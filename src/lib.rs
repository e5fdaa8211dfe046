//! # geosplit
//!
//! Spatial co-occurrence and leakage-safe train/test splitting for
//! geolocated species observations.
//!
//! Nearby observations share environmental covariates and imagery, so a
//! naive random split lets near-duplicates land on both sides of the
//! train/test boundary. This library provides:
//! - Co-occurrence sets: every observation within an image-footprint radius
//! - Species frequency filtering on co-occurrence neighborhoods
//! - Cluster split: connected co-occurrence clusters assigned whole to train
//!   or test by their distance to the nearest outside observation
//! - Seeded rebalancing of the cluster split toward a test-fraction cap
//! - Latitude-banded split with buffer strips between train and test
//! - Per-species duplicate and singleton removal
//!
//! ## Features
//!
//! - **`parallel`** - Run per-point neighbor queries in parallel with rayon
//! - **`cli`** - Build the `geosplit-cli` binary
//!
//! ## Quick Start
//!
//! ```rust
//! use geosplit::{build_dataset, Observation, SplitConfig};
//! use rand::{rngs::StdRng, SeedableRng};
//!
//! // Two sites 5 km apart, each a chain of observations 200 m apart
//! let observations: Vec<Observation> = (0..8)
//!     .map(|i| {
//!         let site = (i / 4) as f64 * 5000.0;
//!         let species = if i % 2 == 0 { "Quercus alba" } else { "Acer rubrum" };
//!         Observation::new(i, site + (i % 4) as f64 * 200.0, 0.0, species)
//!             .with_location(45.0 + site / 111_000.0, -85.0)
//!     })
//!     .collect();
//!
//! let config = SplitConfig {
//!     species_threshold: 0,
//!     min_species_observations: 0,
//!     ..SplitConfig::default()
//! };
//! let mut rng = StdRng::seed_from_u64(config.seed);
//! let dataset = build_dataset(observations, &config, &mut rng).unwrap();
//! assert_eq!(dataset.rows.len(), 8);
//! ```

use serde::{Deserialize, Serialize};

pub mod error;
pub use error::{OptionExt, Result, SplitError};

// Index arena union-find for cluster discovery
pub mod union_find;
pub use union_find::UnionFind;

pub mod spatial_index;
pub use spatial_index::{Neighbor, NeighborResult, SpatialIndex};

// Co-occurrence neighborhoods and species threshold filter
pub mod overlap;
pub use overlap::{OverlapColumns, OverlapGraph, OverlapGraphBuilder, OverlapTable, TaxonCounts};

// Cluster-based train/test split with rebalancing
pub mod cluster;
pub use cluster::{
    Cluster, ClusterId, ClusterSplit, ClusterSplitter, ClusterSummary, SplitAssignment, SplitLabel,
};

// Latitude-banded split with buffer zones
pub mod bands;
pub use bands::{Band, BandMembership, BandRegions, BandReport, BandSplit, BandSplitter, BandZone};

// Duplicate and singleton removal
pub mod dedup;
pub use dedup::{DuplicateFilter, DuplicateReport};

pub mod vocabulary;
pub use vocabulary::{TaxonIds, TaxonVocabulary};

pub mod progress;
pub use progress::{AtomicProgressTracker, NoopProgress, PipelinePhase, ProgressCallback};

// End-to-end dataset preparation
pub mod pipeline;
pub use pipeline::{build_dataset, build_dataset_with_progress, Dataset, DatasetMetadata, DatasetRow};

pub mod synthetic;

// ============================================================================
// Constants
// ============================================================================

/// Approximate degrees of latitude per kilometre.
pub const KM_TO_DEG: f64 = 0.008;

/// Smallest accepted imagery resolution (sub-decimetre aerial imagery).
pub const MIN_RESOLUTION_M: f64 = 0.09;

/// Largest accepted imagery resolution (Landsat).
pub const MAX_RESOLUTION_M: f64 = 30.0;

// ============================================================================
// Core Types
// ============================================================================

/// Unique observation identifier (e.g. a GBIF occurrence id).
pub type ObservationId = u64;

/// A single geolocated species observation.
///
/// `x`/`y` are metres in a planar projection and drive every distance
/// computation. `latitude`/`longitude` are WGS84 degrees and are only used
/// for band assignment and for reporting cluster locations. Re-projection
/// is the caller's job.
///
/// # Example
/// ```
/// use geosplit::Observation;
/// let obs = Observation::new(42, 512_000.0, 4_980_000.0, "Quercus alba")
///     .with_location(44.97, -84.85)
///     .with_taxonomy("Quercus", "Fagaceae");
/// assert_eq!(obs.point(), [512_000.0, 4_980_000.0]);
/// ```
#[derive(Debug, Clone, PartialEq, Serialize, Deserialize)]
pub struct Observation {
    pub id: ObservationId,
    pub x: f64,
    pub y: f64,
    #[serde(default)]
    pub latitude: f64,
    #[serde(default)]
    pub longitude: f64,
    pub species: String,
    #[serde(default)]
    pub genus: String,
    #[serde(default)]
    pub family: String,
}

impl Observation {
    /// Create an observation with projected coordinates and a species label.
    pub fn new(id: ObservationId, x: f64, y: f64, species: impl Into<String>) -> Self {
        Self {
            id,
            x,
            y,
            latitude: 0.0,
            longitude: 0.0,
            species: species.into(),
            genus: String::new(),
            family: String::new(),
        }
    }

    /// Set the geographic (WGS84) location.
    pub fn with_location(mut self, latitude: f64, longitude: f64) -> Self {
        self.latitude = latitude;
        self.longitude = longitude;
        self
    }

    /// Set genus and family labels.
    pub fn with_taxonomy(mut self, genus: impl Into<String>, family: impl Into<String>) -> Self {
        self.genus = genus.into();
        self.family = family.into();
        self
    }

    /// Projected point in metres.
    pub fn point(&self) -> [f64; 2] {
        [self.x, self.y]
    }

    /// Geographic point as `[longitude, latitude]`.
    pub fn geo_point(&self) -> [f64; 2] {
        [self.longitude, self.latitude]
    }

    /// Label at the given taxonomic rank.
    pub fn taxon(&self, rank: TaxonRank) -> &str {
        match rank {
            TaxonRank::Species => &self.species,
            TaxonRank::Genus => &self.genus,
            TaxonRank::Family => &self.family,
        }
    }
}

/// Taxonomic granularity of a co-occurrence label set.
#[derive(Debug, Clone, Copy, PartialEq, Eq, Hash, Serialize, Deserialize)]
#[serde(rename_all = "lowercase")]
pub enum TaxonRank {
    Species,
    Genus,
    Family,
}

impl TaxonRank {
    pub const ALL: [TaxonRank; 3] = [TaxonRank::Species, TaxonRank::Genus, TaxonRank::Family];
}

/// Reject tables where two observations share an id.
pub fn ensure_unique_ids(observations: &[Observation]) -> Result<()> {
    let mut seen = std::collections::HashSet::with_capacity(observations.len());
    for obs in observations {
        if !seen.insert(obs.id) {
            return Err(SplitError::DuplicateObservationId(obs.id));
        }
    }
    Ok(())
}

/// Reject tables with a NaN or infinite coordinate.
///
/// Runs before any index is built; the R-tree cannot place such points.
pub fn ensure_finite_coordinates(observations: &[Observation]) -> Result<()> {
    for obs in observations {
        let fields = [
            ("x", obs.x),
            ("y", obs.y),
            ("latitude", obs.latitude),
            ("longitude", obs.longitude),
        ];
        if let Some(&(field, value)) = fields.iter().find(|(_, v)| !v.is_finite()) {
            return Err(SplitError::NonFiniteCoordinate {
                id: obs.id,
                field,
                value,
            });
        }
    }
    Ok(())
}

// ============================================================================
// Configuration
// ============================================================================

/// Configuration for co-occurrence, splitting and duplicate filtering.
#[derive(Debug, Clone, PartialEq, Serialize, Deserialize)]
#[serde(default)]
pub struct SplitConfig {
    /// Imagery resolution in metres per pixel. Must lie in [0.09, 30].
    /// Default: 1.0
    pub resolution_m_per_px: f64,

    /// Image window in pixels. Co-occurrence radius is
    /// `ceil(window_px * resolution_m_per_px)`.
    /// Default: 256
    pub window_px: u32,

    /// A cluster must be farther than this from every outside observation
    /// to be eligible for the test split.
    /// Default: 1300.0 metres
    pub exclusion_distance_m: f64,

    /// Species appearing in fewer co-occurrence neighborhoods than this are
    /// removed.
    /// Default: 200
    pub species_threshold: usize,

    /// Upper bound on the fraction of observations in the cluster test split.
    /// Default: 0.1
    pub test_fraction_cap: f64,

    /// Width of each latitude band in degrees.
    /// Default: 1.0
    pub band_width_deg: f64,

    /// Edge length of the coarsest covariate raster cell, in degrees.
    /// Default: 0.008 (~1 km)
    pub covariate_cell_deg: f64,

    /// Buffer strip excluded from both splits on each inner band edge.
    /// Must be at least the covariate cell diagonal.
    /// Default: 0.012 (1.5 cells)
    pub band_buffer_deg: f64,

    /// Latitude range covered by bands. `None` uses the data extent.
    /// Default: None
    pub band_lat_range: Option<(f64, f64)>,

    /// Neighbor bound K for radius queries.
    /// Default: 2000
    pub max_neighbors: usize,

    /// Species with this many observations or fewer are dropped before
    /// duplicate filtering.
    /// Default: 4
    pub min_species_observations: usize,

    /// Duplicate search window in pixels.
    /// Default: 150
    pub duplicate_window_px: u32,

    /// Window in pixels inside which a lone duplicate is dropped.
    /// Default: 75
    pub tight_duplicate_window_px: u32,

    /// Seed for the rebalancing random source.
    /// Default: 0
    pub seed: u64,
}

impl Default for SplitConfig {
    fn default() -> Self {
        Self {
            resolution_m_per_px: 1.0,
            window_px: 256,
            exclusion_distance_m: 1300.0,
            species_threshold: 200,
            test_fraction_cap: 0.1,
            band_width_deg: 1.0,
            covariate_cell_deg: KM_TO_DEG,
            band_buffer_deg: KM_TO_DEG * 1.5,
            band_lat_range: None,
            max_neighbors: spatial_index::DEFAULT_MAX_NEIGHBORS,
            min_species_observations: 4,
            duplicate_window_px: 150,
            tight_duplicate_window_px: 75,
            seed: 0,
        }
    }
}

impl SplitConfig {
    /// Co-occurrence radius in metres.
    ///
    /// ```
    /// use geosplit::SplitConfig;
    /// assert_eq!(SplitConfig::default().overlap_radius(), 256.0);
    /// ```
    pub fn overlap_radius(&self) -> f64 {
        pixels_to_metres(self.window_px, self.resolution_m_per_px)
    }

    /// Radius in metres within which same-species observations count as
    /// duplicates.
    pub fn duplicate_radius(&self) -> f64 {
        pixels_to_metres(self.duplicate_window_px, self.resolution_m_per_px)
    }

    /// Radius in metres inside which a lone duplicate is dropped.
    pub fn tight_duplicate_radius(&self) -> f64 {
        pixels_to_metres(self.tight_duplicate_window_px, self.resolution_m_per_px)
    }

    /// Check every value against its valid range.
    ///
    /// Runs before any index is built so misconfiguration fails fast.
    pub fn validate(&self) -> Result<()> {
        let res = self.resolution_m_per_px;
        if !(MIN_RESOLUTION_M..=MAX_RESOLUTION_M).contains(&res) {
            return Err(SplitError::config(
                "resolution_m_per_px",
                res,
                format!("must lie in [{MIN_RESOLUTION_M}, {MAX_RESOLUTION_M}] metres"),
            ));
        }
        if self.window_px == 0 {
            return Err(SplitError::config("window_px", self.window_px, "must be positive"));
        }
        if !(self.exclusion_distance_m.is_finite() && self.exclusion_distance_m > 0.0) {
            return Err(SplitError::config(
                "exclusion_distance_m",
                self.exclusion_distance_m,
                "must be a positive distance",
            ));
        }
        if !(0.0..=1.0).contains(&self.test_fraction_cap) {
            return Err(SplitError::config(
                "test_fraction_cap",
                self.test_fraction_cap,
                "must lie in [0, 1]",
            ));
        }
        if !(self.band_width_deg.is_finite() && self.band_width_deg > 0.0) {
            return Err(SplitError::config(
                "band_width_deg",
                self.band_width_deg,
                "must be positive",
            ));
        }
        if !(self.covariate_cell_deg.is_finite() && self.covariate_cell_deg > 0.0) {
            return Err(SplitError::config(
                "covariate_cell_deg",
                self.covariate_cell_deg,
                "must be positive",
            ));
        }
        if !(self.band_buffer_deg.is_finite() && self.band_buffer_deg > 0.0) {
            return Err(SplitError::config(
                "band_buffer_deg",
                self.band_buffer_deg,
                "must be positive",
            ));
        }
        if self.band_width_deg <= 2.0 * self.band_buffer_deg {
            return Err(SplitError::config(
                "band_width_deg",
                self.band_width_deg,
                format!(
                    "must exceed twice the buffer width ({})",
                    2.0 * self.band_buffer_deg
                ),
            ));
        }
        if let Some((low, high)) = self.band_lat_range {
            if !(low.is_finite() && high.is_finite() && low < high) {
                return Err(SplitError::config(
                    "band_lat_range",
                    format!("({low}, {high})"),
                    "must be a finite, non-empty latitude range",
                ));
            }
        }
        if self.max_neighbors < 2 {
            return Err(SplitError::config(
                "max_neighbors",
                self.max_neighbors,
                "must allow at least one neighbor besides the query point",
            ));
        }
        if self.duplicate_window_px < self.tight_duplicate_window_px {
            return Err(SplitError::config(
                "tight_duplicate_window_px",
                self.tight_duplicate_window_px,
                "must not exceed duplicate_window_px",
            ));
        }
        Ok(())
    }
}

fn pixels_to_metres(pixels: u32, resolution: f64) -> f64 {
    (pixels as f64 * resolution).ceil()
}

• **INSTRUCTIONS FOR THE TASK**
From the records above, how many lines include the word "splitting"? Only the number is wanted.

• **RESPONSE TO THIS TASK**
2